**Work to complete:** Repeat precisely the span of lines below that opens with the line containing "async fn purge_removes_only_expired_stopped_sessions()" and closes with the line containing "assert_eq!(purged, 1);", both included.

↓↓↓

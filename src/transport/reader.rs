//! Agent output reader task.
//!
//! Reads newline-delimited JSON from an agent's stdout, parses each line
//! into a raw JSON object, and forwards it through a tokio [`mpsc`]
//! channel in emission order.
//!
//! The reader is driven by [`FramedRead`] backed by [`NdjsonCodec`], which
//! enforces the per-line limit before any JSON parsing.
//!
//! # Channel items
//!
//! | Item                                 | Meaning                                   |
//! |--------------------------------------|-------------------------------------------|
//! | `Ok(object)`                         | one decoded line                          |
//! | `Err(AppError::ProtocolDecode {..})` | one bad line; reading continues           |
//! | `Err(AppError::ConnectionLost(..))`  | unrecoverable; the reader has stopped     |
//!
//! The channel closes when stdout reaches EOF, the token is cancelled, or
//! the receiver is dropped.

use futures_util::StreamExt;
use serde_json::Value;
use tokio::io::AsyncRead;
use tokio::sync::mpsc;
use tokio_util::codec::FramedRead;
use tokio_util::sync::CancellationToken;
use tracing::{debug, warn};

use crate::transport::codec::NdjsonCodec;
use crate::{AppError, Result};

/// Parameters of the read loop.
#[derive(Debug, Clone, Copy)]
pub struct ReaderLimits {
    /// Maximum accepted line length.
    pub max_line_bytes: usize,
    /// Consecutive undecodable lines tolerated before giving up.
    pub max_consecutive_failures: u32,
}

/// Parse one output line into a raw protocol object.
///
/// Returns `Ok(None)` for blank lines.
///
/// # Errors
///
/// Returns [`AppError::ProtocolDecode`] carrying the raw line when the line
/// is not valid JSON or is valid JSON but not an object.
pub fn parse_line(line: &str) -> Result<Option<Value>> {
    let trimmed = line.trim();
    if trimmed.is_empty() {
        return Ok(None);
    }

    match serde_json::from_str::<Value>(trimmed) {
        Ok(value) if value.is_object() => Ok(Some(value)),
        Ok(_) => Err(AppError::ProtocolDecode {
            line: line.to_owned(),
            reason: "line is not a JSON object".into(),
        }),
        Err(e) => Err(AppError::ProtocolDecode {
            line: line.to_owned(),
            reason: format!("malformed json: {e}"),
        }),
    }
}

/// Reader task: reads NDJSON lines from `stdout` and forwards raw objects.
///
/// Malformed lines are forwarded as [`AppError::ProtocolDecode`] and do
/// **not** stop the reader. After `limits.max_consecutive_failures`
/// undecodable lines in a row, or on an I/O error, an
/// [`AppError::ConnectionLost`] is forwarded and the reader stops.
///
/// # Cancellation
///
/// Respects `cancel`: when the token fires the reader exits without
/// forwarding anything further.
pub async fn run_reader<R>(
    session_id: String,
    stdout: R,
    tx: mpsc::Sender<Result<Value>>,
    limits: ReaderLimits,
    cancel: CancellationToken,
) where
    R: AsyncRead + Unpin + Send,
{
    let mut framed = FramedRead::new(stdout, NdjsonCodec::with_max_line_bytes(limits.max_line_bytes));
    let mut failures: u32 = 0;

    loop {
        let item = tokio::select! {
            biased;

            () = cancel.cancelled() => {
                debug!(session_id, "reader: cancellation received, stopping");
                break;
            }

            item = framed.next() => item,
        };

        let forward = match item {
            None => {
                debug!(session_id, "reader: EOF detected");
                break;
            }

            Some(Err(AppError::Io(msg))) => {
                warn!(session_id, error = msg.as_str(), "reader: IO error, stopping");
                // The receiver may already be gone; nothing left to do then.
                let _ = tx
                    .send(Err(AppError::ConnectionLost(format!("stream error: {msg}"))))
                    .await;
                break;
            }

            Some(Err(err)) => Err(err),

            Some(Ok(line)) => match parse_line(&line) {
                Ok(Some(value)) => Ok(value),
                Ok(None) => continue,
                Err(err) => Err(err),
            },
        };

        let lost = if forward.is_ok() {
            failures = 0;
            false
        } else {
            failures = failures.saturating_add(1);
            debug!(session_id, failures, "reader: undecodable line");
            failures >= limits.max_consecutive_failures
        };

        if tx.send(forward).await.is_err() {
            debug!(session_id, "reader: receiver closed, stopping");
            break;
        }

        if lost {
            warn!(session_id, failures, "reader: too many undecodable lines, giving up");
            let _ = tx
                .send(Err(AppError::ConnectionLost(format!(
                    "{failures} consecutive undecodable lines"
                ))))
                .await;
            break;
        }
    }
}
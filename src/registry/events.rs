//! Events pushed to external listeners.
//!
//! Every observable step of a session is reported as a [`SessionEvent`]
//! through a bounded tokio [`mpsc`] channel. Within one exchange the events
//! are sent in exactly the order the agent emitted the underlying
//! messages; the `ResultReceived` event is the last message-derived event
//! of an exchange.

use std::path::PathBuf;

use tokio::sync::mpsc;
use tracing::debug;

use crate::models::message::{ContentBlock, ControlRequest, Message, ResultMessage};
use crate::models::session::SessionStatus;
use crate::stream::accumulator::{BlockDelta, StreamUpdate};

/// Notification emitted by the session registry.
#[derive(Debug, Clone, PartialEq)]
pub enum SessionEvent {
    /// A session was registered.
    SessionStarted {
        /// Local session id.
        session_id: String,
        /// Working directory of the session.
        project_path: PathBuf,
        /// Seeded resumption id for resumed conversations.
        resume_id: Option<String>,
    },
    /// The session moved to a new lifecycle status.
    StatusChanged {
        /// Local session id.
        session_id: String,
        /// New status.
        status: SessionStatus,
    },
    /// A complete user or assistant message arrived.
    MessageReceived {
        /// Local session id.
        session_id: String,
        /// The message.
        message: Message,
    },
    /// A streamed content block opened.
    StreamBlockStarted {
        /// Local session id.
        session_id: String,
        /// Block index.
        index: u64,
        /// Block as declared.
        block: ContentBlock,
    },
    /// A streamed content block grew; carries only the increment.
    StreamBlockDelta {
        /// Local session id.
        session_id: String,
        /// Block index.
        index: u64,
        /// The increment.
        delta: BlockDelta,
    },
    /// A streamed content block closed.
    StreamBlockStopped {
        /// Local session id.
        session_id: String,
        /// Block index.
        index: u64,
        /// Final block content.
        block: ContentBlock,
    },
    /// A tool result arrived; the tool name is resolved from earlier
    /// tool-use blocks of the same session.
    ToolResultReceived {
        /// Local session id.
        session_id: String,
        /// Tool-use id the result answers.
        tool_use_id: String,
        /// Resolved tool name, `"unknown"` when never seen.
        tool_name: String,
        /// Whether the tool reported failure.
        is_error: bool,
    },
    /// The agent asked for a control decision.
    ControlRequested {
        /// Local session id.
        session_id: String,
        /// The request.
        request: ControlRequest,
    },
    /// The exchange finished with a result (cost, duration, resumption id).
    ResultReceived {
        /// Local session id.
        session_id: String,
        /// The result.
        result: ResultMessage,
    },
    /// The exchange failed; the session moved to `Error`.
    ExchangeFailed {
        /// Local session id.
        session_id: String,
        /// Human-readable failure.
        error: String,
    },
}

impl SessionEvent {
    /// Local session id the event belongs to.
    #[must_use]
    pub fn session_id(&self) -> &str {
        match self {
            Self::SessionStarted { session_id, .. }
            | Self::StatusChanged { session_id, .. }
            | Self::MessageReceived { session_id, .. }
            | Self::StreamBlockStarted { session_id, .. }
            | Self::StreamBlockDelta { session_id, .. }
            | Self::StreamBlockStopped { session_id, .. }
            | Self::ToolResultReceived { session_id, .. }
            | Self::ControlRequested { session_id, .. }
            | Self::ResultReceived { session_id, .. }
            | Self::ExchangeFailed { session_id, .. } => session_id,
        }
    }

    /// Wrap an accumulator update.
    #[must_use]
    pub fn from_stream_update(session_id: &str, update: StreamUpdate) -> Self {
        let session_id = session_id.to_owned();
        match update {
            StreamUpdate::BlockStarted { index, block } => Self::StreamBlockStarted {
                session_id,
                index,
                block,
            },
            StreamUpdate::BlockDelta { index, delta } => Self::StreamBlockDelta {
                session_id,
                index,
                delta,
            },
            StreamUpdate::BlockStopped { index, block } => Self::StreamBlockStopped {
                session_id,
                index,
                block,
            },
        }
    }
}

/// Sending half of the listener channel; a sink without a channel drops
/// every event.
#[derive(Debug, Clone, Default)]
pub struct EventSink {
    tx: Option<mpsc::Sender<SessionEvent>>,
}

impl EventSink {
    /// Sink delivering to `tx`.
    #[must_use]
    pub fn new(tx: mpsc::Sender<SessionEvent>) -> Self {
        Self { tx: Some(tx) }
    }

    /// Sink that discards everything.
    #[must_use]
    pub fn disabled() -> Self {
        Self { tx: None }
    }

    /// Channel pair with `capacity`, returning the sink and the receiver.
    #[must_use]
    pub fn channel(capacity: usize) -> (Self, mpsc::Receiver<SessionEvent>) {
        let (tx, rx) = mpsc::channel(capacity);
        (Self::new(tx), rx)
    }

    /// Deliver `event`, waiting for channel capacity. A closed channel is
    /// logged and otherwise ignored.
    pub async fn emit(&self, event: SessionEvent) {
        let Some(tx) = &self.tx else {
            return;
        };
        if let Err(err) = tx.send(event).await {
            debug!(
                session_id = err.0.session_id(),
                "event listener closed, dropping event"
            );
        }
    }
}
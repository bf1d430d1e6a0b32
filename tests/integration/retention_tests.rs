//! Retention purge of stopped session records.

use std::sync::Arc;

use agent_conduit::models::session::{Session, SessionConfig, SessionStatus};
use agent_conduit::persistence::{db, retention, SessionRecord, SessionRepo};
use chrono::{Duration, Utc};

async fn store_session(repo: &SessionRepo, status: SessionStatus, stopped_days_ago: Option<i64>) -> String {
    let mut session = Session::new(SessionConfig::new("/tmp/retention-test"));
    session.status = status;
    let mut record = SessionRecord::from_session(&session);
    record.stopped_at = stopped_days_ago.map(|days| Utc::now() - Duration::days(days));
    repo.upsert(&record).await.expect("upsert");
    session.id
}

#[tokio::test]
async fn purge_removes_only_expired_stopped_sessions() {
    let repo = SessionRepo::new(Arc::new(db::connect_memory().await.expect("db")));

    let expired = store_session(&repo, SessionStatus::Stopped, Some(45)).await;
    let recent = store_session(&repo, SessionStatus::Stopped, Some(2)).await;
    let running = store_session(&repo, SessionStatus::Running, None).await;
    let failed = store_session(&repo, SessionStatus::Error, None).await;

    let purged = retention::purge(&repo, 30).await.expect("purge");
    assert_eq!(purged, 1);

    assert!(repo.get(&expired).await.expect("get").is_none());
    for id in [recent, running, failed] {
        assert!(repo.get(&id).await.expect("get").is_some(), "{id} should remain");
    }
}

#[tokio::test]
async fn retention_task_stops_on_cancel() {
    let repo = SessionRepo::new(Arc::new(db::connect_memory().await.expect("db")));
    let cancel = tokio_util::sync::CancellationToken::new();
    let handle = retention::spawn_retention_task(repo, 30, cancel.clone());

    cancel.cancel();
    tokio::time::timeout(std::time::Duration::from_secs(5), handle)
        .await
        .expect("task exits promptly")
        .expect("join");
}
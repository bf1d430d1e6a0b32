//! Session model and lifecycle helpers.

use std::collections::HashMap;
use std::fmt::{Display, Formatter};
use std::path::PathBuf;
use std::str::FromStr;

use chrono::{DateTime, Utc};
use serde::{Deserialize, Serialize};
use uuid::Uuid;

use crate::models::message::{JsonMap, Message};
use crate::AppError;

/// Tools the agent may use while planning; nothing on this list edits files
/// or runs commands.
pub const PLAN_MODE_TOOLS: &[&str] = &[
    "Read",
    "Glob",
    "Grep",
    "WebFetch",
    "WebSearch",
    "Task",
    "AskUserQuestion",
];

/// Lifecycle status for a conversation session.
#[derive(Debug, Clone, Copy, Serialize, Deserialize, PartialEq, Eq, Hash)]
#[serde(rename_all = "snake_case")]
pub enum SessionStatus {
    /// Session allocated but not yet ready.
    Starting,
    /// Idle and ready for the next exchange.
    Running,
    /// An exchange is in flight.
    Processing,
    /// Stopped by the caller or by cancellation.
    Stopped,
    /// Last exchange failed; requires an explicit restart.
    Error,
}

impl SessionStatus {
    /// Stable lower-case name, as persisted.
    #[must_use]
    pub fn as_str(self) -> &'static str {
        match self {
            Self::Starting => "starting",
            Self::Running => "running",
            Self::Processing => "processing",
            Self::Stopped => "stopped",
            Self::Error => "error",
        }
    }
}

impl Display for SessionStatus {
    fn fmt(&self, f: &mut Formatter<'_>) -> std::fmt::Result {
        f.write_str(self.as_str())
    }
}

impl FromStr for SessionStatus {
    type Err = AppError;

    fn from_str(s: &str) -> Result<Self, Self::Err> {
        match s {
            "starting" => Ok(Self::Starting),
            "running" => Ok(Self::Running),
            "processing" => Ok(Self::Processing),
            "stopped" => Ok(Self::Stopped),
            "error" => Ok(Self::Error),
            other => Err(AppError::Db(format!("invalid session status: {other}"))),
        }
    }
}

/// Controls whether the agent may run side-effecting tools unattended.
#[derive(Debug, Clone, Copy, Default, Serialize, Deserialize, PartialEq, Eq, Hash)]
#[serde(rename_all = "kebab-case")]
pub enum PermissionMode {
    /// Agent asks before every side-effecting tool.
    #[default]
    Default,
    /// File edits are accepted automatically.
    AcceptEdits,
    /// Read-only planning; see [`PLAN_MODE_TOOLS`].
    Plan,
    /// Every tool runs without confirmation.
    BypassPermissions,
}

impl PermissionMode {
    /// Configuration spelling (`accept-edits`, ...).
    #[must_use]
    pub fn as_str(self) -> &'static str {
        match self {
            Self::Default => "default",
            Self::AcceptEdits => "accept-edits",
            Self::Plan => "plan",
            Self::BypassPermissions => "bypass-permissions",
        }
    }

    /// Value for the agent's `--permission-mode` flag.
    #[must_use]
    pub fn as_cli_arg(self) -> &'static str {
        match self {
            Self::Default => "default",
            Self::AcceptEdits => "acceptEdits",
            Self::Plan => "plan",
            Self::BypassPermissions => "bypassPermissions",
        }
    }
}

impl Display for PermissionMode {
    fn fmt(&self, f: &mut Formatter<'_>) -> std::fmt::Result {
        f.write_str(self.as_str())
    }
}

impl FromStr for PermissionMode {
    type Err = AppError;

    /// Accepts both the configuration and the CLI spelling.
    fn from_str(s: &str) -> Result<Self, Self::Err> {
        match s {
            "default" => Ok(Self::Default),
            "accept-edits" | "acceptEdits" => Ok(Self::AcceptEdits),
            "plan" => Ok(Self::Plan),
            "bypass-permissions" | "bypassPermissions" => Ok(Self::BypassPermissions),
            other => Err(AppError::Config(format!("unknown permission mode: {other}"))),
        }
    }
}

/// Per-session configuration captured at `start`.
#[derive(Debug, Clone, Default, Serialize, Deserialize, PartialEq)]
#[serde(rename_all = "snake_case")]
pub struct SessionConfig {
    /// Working directory of the agent process; also the session's project key.
    pub project_path: PathBuf,
    /// Model identifier; the agent's default when `None`.
    #[serde(default)]
    pub model: Option<String>,
    /// Tools permitted without confirmation.
    #[serde(default)]
    pub allowed_tools: Vec<String>,
    /// Tools the agent must never use.
    #[serde(default)]
    pub disallowed_tools: Vec<String>,
    /// Permission mode applied to every exchange unless overridden.
    #[serde(default)]
    pub permission_mode: PermissionMode,
    /// Text appended to the agent's system prompt.
    #[serde(default)]
    pub system_prompt: Option<String>,
    /// MCP server definitions keyed by server name.
    #[serde(default)]
    pub mcp_servers: JsonMap,
    /// Extra environment variables for the agent process.
    #[serde(default)]
    pub env: HashMap<String, String>,
    /// Request `stream_event` partial messages from the agent.
    #[serde(default)]
    pub include_partial_messages: bool,
}

impl SessionConfig {
    /// Configuration rooted at `project_path` with every other field defaulted.
    #[must_use]
    pub fn new(project_path: impl Into<PathBuf>) -> Self {
        Self {
            project_path: project_path.into(),
            ..Self::default()
        }
    }
}

/// Exchange-scoped configuration derived from a [`SessionConfig`].
///
/// Carries the resumption id of the previous exchange and applies a
/// permission override; plan mode narrows the allowed tools to
/// [`PLAN_MODE_TOOLS`].
#[derive(Debug, Clone, PartialEq)]
pub struct ExchangeConfig {
    /// Effective configuration for this exchange.
    pub config: SessionConfig,
    /// Resumption id handed to the agent, if any.
    pub resume_id: Option<String>,
}

impl ExchangeConfig {
    /// Derive the configuration for one exchange.
    #[must_use]
    pub fn new(
        config: &SessionConfig,
        resume_id: Option<&str>,
        permission_override: Option<PermissionMode>,
    ) -> Self {
        let mut config = config.clone();
        if let Some(mode) = permission_override {
            config.permission_mode = mode;
        }
        if config.permission_mode == PermissionMode::Plan {
            config.allowed_tools = PLAN_MODE_TOOLS.iter().map(|t| (*t).to_owned()).collect();
        }
        Self {
            config,
            resume_id: resume_id.map(str::to_owned),
        }
    }

    /// Effective permission mode.
    #[must_use]
    pub fn permission_mode(&self) -> PermissionMode {
        self.config.permission_mode
    }

    /// Effective allowed tool list.
    #[must_use]
    pub fn allowed_tools(&self) -> &[String] {
        &self.config.allowed_tools
    }
}

/// Conversation session as observed by callers.
///
/// The registry owns the live instance; lookups hand out clones.
#[derive(Debug, Clone, Serialize, PartialEq)]
#[serde(rename_all = "snake_case")]
pub struct Session {
    /// Locally generated identifier.
    pub id: String,
    /// Resumption id assigned by the agent on the last completed exchange.
    pub resume_id: Option<String>,
    /// Configuration captured at start.
    pub config: SessionConfig,
    /// Current lifecycle status.
    pub status: SessionStatus,
    /// Completed user, assistant, and result messages, in order.
    pub history: Vec<Message>,
    /// Sum of `total_cost_usd` across results.
    pub total_cost_usd: f64,
    /// Sum of `duration_ms` across results.
    pub total_duration_ms: u64,
    /// Number of exchanges that reached a result.
    pub exchange_count: u64,
    /// Failure description of the last failed exchange.
    pub last_error: Option<String>,
    /// Creation timestamp.
    pub created_at: DateTime<Utc>,
    /// Last activity timestamp.
    pub last_activity: DateTime<Utc>,
}

impl Session {
    /// Construct a new session with a generated identifier.
    #[must_use]
    pub fn new(config: SessionConfig) -> Self {
        let now = Utc::now();
        Self {
            id: Uuid::new_v4().to_string(),
            resume_id: None,
            config,
            status: SessionStatus::Starting,
            history: Vec::new(),
            total_cost_usd: 0.0,
            total_duration_ms: 0,
            exchange_count: 0,
            last_error: None,
            created_at: now,
            last_activity: now,
        }
    }

    /// Determine whether a lifecycle transition is permitted.
    #[must_use]
    pub fn can_transition_to(&self, next: SessionStatus) -> bool {
        matches!(
            (self.status, next),
            (
                SessionStatus::Starting | SessionStatus::Processing,
                SessionStatus::Running
            ) | (
                SessionStatus::Running,
                SessionStatus::Processing | SessionStatus::Stopped
            ) | (
                SessionStatus::Processing,
                SessionStatus::Stopped | SessionStatus::Error
            ) | (
                SessionStatus::Stopped | SessionStatus::Error,
                SessionStatus::Running
            ) | (SessionStatus::Starting | SessionStatus::Error, SessionStatus::Stopped)
        )
    }

    /// Record activity now.
    pub fn touch(&mut self) {
        self.last_activity = Utc::now();
    }
}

↑↑↑

**Answer to this exercise:**
async fn purge_removes_only_expired_stopped_sessions() {
    let repo = SessionRepo::new(Arc::new(db::connect_memory().await.expect("db")));

    let expired = store_session(&repo, SessionStatus::Stopped, Some(45)).await;
    let recent = store_session(&repo, SessionStatus::Stopped, Some(2)).await;
    let running = store_session(&repo, SessionStatus::Running, None).await;
    let failed = store_session(&repo, SessionStatus::Error, None).await;

    let purged = retention::purge(&repo, 30).await.expect("purge");
    assert_eq!(purged, 1);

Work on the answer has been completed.